#### To do:
Copy every line of the listing exactly.

#### Data to examine:
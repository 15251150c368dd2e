use anyhow::Result;

use crate::helpers::test_harness::TestHarness;

#[test]
fn test_python_project() -> Result<()> {
    let harness = TestHarness::new()?;
    harness.create_test_file(
        "service/api.py",
        r#""""HTTP handlers."""
from __future__ import annotations

import json
from .models import User
from . import helpers

class Router:
    """Dispatch requests."""

    @staticmethod
    def route(path):
        return json.dumps(path)

async def serve():
    pass
"#,
    )?;

    let outcome = harness.build()?;
    let api = outcome.index.get("service/api.py").unwrap();

    assert_eq!(api.summary, "HTTP handlers.");
    let symbols: Vec<_> = api.symbols.iter().map(|s| (s.name.as_str(), s.lineno)).collect();
    assert_eq!(symbols, vec![("Router", 8), ("route", 12), ("serve", 15)]);
    assert_eq!(api.symbols[0].doc, "Dispatch requests.");

    let imports: Vec<_> = api.imports.iter().map(String::as_str).collect();
    assert_eq!(imports, vec!["__future__", "json", "models"]);
    Ok(())
}

#[test]
fn test_rust_project() -> Result<()> {
    let harness = TestHarness::new()?;
    harness.create_test_file(
        "src/lib.rs",
        r#"//! Order book.

use std::collections::BTreeMap;
use serde::Serialize;
use crate::util::helper;

/// Price level.
#[derive(Serialize)]
pub struct Level {
    price: u64,
}

pub enum Side {
    Bid,
    Ask,
}

impl Level {
    /// Create a level.
    pub fn new(price: u64) -> Self {
        Self { price }
    }
}
"#,
    )?;

    let outcome = harness.build()?;
    let lib = outcome.index.get("src/lib.rs").unwrap();

    assert_eq!(lib.summary, "Order book.");
    let symbols: Vec<_> = lib.symbols.iter().map(|s| (s.name.as_str(), s.lineno)).collect();
    assert_eq!(symbols, vec![("Level", 9), ("Side", 13), ("new", 20)]);
    assert_eq!(lib.symbols[0].doc, "Price level.");
    assert_eq!(lib.symbols[2].doc, "Create a level.");

    let imports: Vec<_> = lib.imports.iter().map(String::as_str).collect();
    assert_eq!(imports, vec!["serde", "std"]);
    Ok(())
}

#[test]
fn test_go_project() -> Result<()> {
    let harness = TestHarness::new()?;
    harness.create_test_file(
        "cmd/server/main.go",
        r#"// Command server runs the API.
package main

import (
	"net/http"
	"github.com/example/app/handlers"
)

// Config holds settings.
type Config struct {
	Addr string
}

// Start launches the server.
func (c Config) Start() error {
	return http.ListenAndServe(c.Addr, handlers.New())
}

func main() {}
"#,
    )?;

    let outcome = harness.build()?;
    let main = outcome.index.get("cmd/server/main.go").unwrap();

    assert_eq!(main.summary, "Command server runs the API.");
    let symbols: Vec<_> = main.symbols.iter().map(|s| (s.name.as_str(), s.lineno)).collect();
    assert_eq!(symbols, vec![("Config", 10), ("Start", 15), ("main", 19)]);
    assert_eq!(main.symbols[1].doc, "Start launches the server.");

    let imports: Vec<_> = main.imports.iter().map(String::as_str).collect();
    assert_eq!(imports, vec!["github.com", "net"]);
    Ok(())
}

#[test]
fn test_mixed_project_symbol_lookup() -> Result<()> {
    let harness = TestHarness::new()?;
    harness.create_test_file("a.py", "def handle():\n    pass\n")?;
    harness.create_test_file("b.rs", "fn handle() {}\n")?;
    harness.create_test_file("c.go", "package c\n\nfunc handle() {}\n")?;
    harness.create_test_file("notes.txt", "def handle(): not indexed\n")?;
    harness.build()?;

    let hits = harness.engine().by_symbol("handle");
    let found: Vec<_> = hits.iter().map(|h| (h.path.as_str(), h.symbol.lineno)).collect();
    assert_eq!(found, vec![("a.py", 1), ("b.rs", 1), ("c.go", 3)]);
    Ok(())
}

#[test]
fn test_line_endings_and_python2_sources() -> Result<()> {
    let harness = TestHarness::new()?;
    harness.create_test_file("mac.py", "x = 1\r\ry = 2\rdef foo():\r    pass\r")?;
    harness.create_test_file("legacy.py", "print \"hello\"\n\ndef bar():\n    pass\n")?;

    let outcome = harness.build()?;

    let mac = outcome.index.get("mac.py").unwrap();
    assert_eq!(mac.symbols[0].name, "foo");
    assert_eq!(mac.symbols[0].lineno, 4);

    let legacy = outcome.index.get("legacy.py").unwrap();
    assert!(legacy.symbols.is_empty());
    assert_eq!(legacy.term_count("hello"), 1);
    assert_eq!(outcome.report.degraded.len(), 1);
    assert_eq!(outcome.report.degraded[0].path, std::path::PathBuf::from("legacy.py"));

    let hits = harness.engine().by_symbol("foo");
    assert!(hits[0].snippet.starts_with("x = 1\n\ny = 2\ndef foo():"));
    Ok(())
}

#### Answer:
repository 15251150c368dd2e
use anyhow::Result;

use crate::helpers::test_harness::TestHarness;

#[test]
fn test_python_project() -> Result<()> {
    let harness = TestHarness::new()?;
    harness.create_test_file(
        "service/api.py",
        r#""""HTTP handlers."""
from __future__ import annotations

import json
from .models import User
from . import helpers

class Router:
    """Dispatch requests."""

    @staticmethod
    def route(path):
        return json.dumps(path)

async def serve():
    pass
"#,
    )?;

    let outcome = harness.build()?;
    let api = outcome.index.get("service/api.py").unwrap();

    assert_eq!(api.summary, "HTTP handlers.");
    let symbols: Vec<_> = api.symbols.iter().map(|s| (s.name.as_str(), s.lineno)).collect();
    assert_eq!(symbols, vec![("Router", 8), ("route", 12), ("serve", 15)]);
    assert_eq!(api.symbols[0].doc, "Dispatch requests.");

    let imports: Vec<_> = api.imports.iter().map(String::as_str).collect();
    assert_eq!(imports, vec!["__future__", "json", "models"]);
    Ok(())
}

#[test]
fn test_rust_project() -> Result<()> {
    let harness = TestHarness::new()?;
    harness.create_test_file(
        "src/lib.rs",
        r#"//! Order book.

use std::collections::BTreeMap;
use serde::Serialize;
use crate::util::helper;

/// Price level.
#[derive(Serialize)]
pub struct Level {
    price: u64,
}

pub enum Side {
    Bid,
    Ask,
}

impl Level {
    /// Create a level.
    pub fn new(price: u64) -> Self {
        Self { price }
    }
}
"#,
    )?;

    let outcome = harness.build()?;
    let lib = outcome.index.get("src/lib.rs").unwrap();

    assert_eq!(lib.summary, "Order book.");
    let symbols: Vec<_> = lib.symbols.iter().map(|s| (s.name.as_str(), s.lineno)).collect();
    assert_eq!(symbols, vec![("Level", 9), ("Side", 13), ("new", 20)]);
    assert_eq!(lib.symbols[0].doc, "Price level.");
    assert_eq!(lib.symbols[2].doc, "Create a level.");

    let imports: Vec<_> = lib.imports.iter().map(String::as_str).collect();
    assert_eq!(imports, vec!["serde", "std"]);
    Ok(())
}

#[test]
fn test_go_project() -> Result<()> {
    let harness = TestHarness::new()?;
    harness.create_test_file(
        "cmd/server/main.go",
        r#"// Command server runs the API.
package main

import (
	"net/http"
	"github.com/example/app/handlers"
)

// Config holds settings.
type Config struct {
	Addr string
}

// Start launches the server.
func (c Config) Start() error {
	return http.ListenAndServe(c.Addr, handlers.New())
}

func main() {}
"#,
    )?;

    let outcome = harness.build()?;
    let main = outcome.index.get("cmd/server/main.go").unwrap();

    assert_eq!(main.summary, "Command server runs the API.");
    let symbols: Vec<_> = main.symbols.iter().map(|s| (s.name.as_str(), s.lineno)).collect();
    assert_eq!(symbols, vec![("Config", 10), ("Start", 15), ("main", 19)]);
    assert_eq!(main.symbols[1].doc, "Start launches the server.");

    let imports: Vec<_> = main.imports.iter().map(String::as_str).collect();
    assert_eq!(imports, vec!["github.com", "net"]);
    Ok(())
}

#[test]
fn test_mixed_project_symbol_lookup() -> Result<()> {
    let harness = TestHarness::new()?;
    harness.create_test_file("a.py", "def handle():\n    pass\n")?;
    harness.create_test_file("b.rs", "fn handle() {}\n")?;
    harness.create_test_file("c.go", "package c\n\nfunc handle() {}\n")?;
    harness.create_test_file("notes.txt", "def handle(): not indexed\n")?;
    harness.build()?;

    let hits = harness.engine().by_symbol("handle");
    let found: Vec<_> = hits.iter().map(|h| (h.path.as_str(), h.symbol.lineno)).collect();
    assert_eq!(found, vec![("a.py", 1), ("b.rs", 1), ("c.go", 3)]);
    Ok(())
}

#[test]
fn test_line_endings_and_python2_sources() -> Result<()> {
    let harness = TestHarness::new()?;
    harness.create_test_file("mac.py", "x = 1\r\ry = 2\rdef foo():\r    pass\r")?;
    harness.create_test_file("legacy.py", "print \"hello\"\n\ndef bar():\n    pass\n")?;

    let outcome = harness.build()?;

    let mac = outcome.index.get("mac.py").unwrap();
    assert_eq!(mac.symbols[0].name, "foo");
    assert_eq!(mac.symbols[0].lineno, 4);

    let legacy = outcome.index.get("legacy.py").unwrap();
    assert!(legacy.symbols.is_empty());
    assert_eq!(legacy.term_count("hello"), 1);
    assert_eq!(outcome.report.degraded.len(), 1);
    assert_eq!(outcome.report.degraded[0].path, std::path::PathBuf::from("legacy.py"));

    let hits = harness.engine().by_symbol("foo");
    assert!(hits[0].snippet.starts_with("x = 1\n\ny = 2\ndef foo():"));
    Ok(())
}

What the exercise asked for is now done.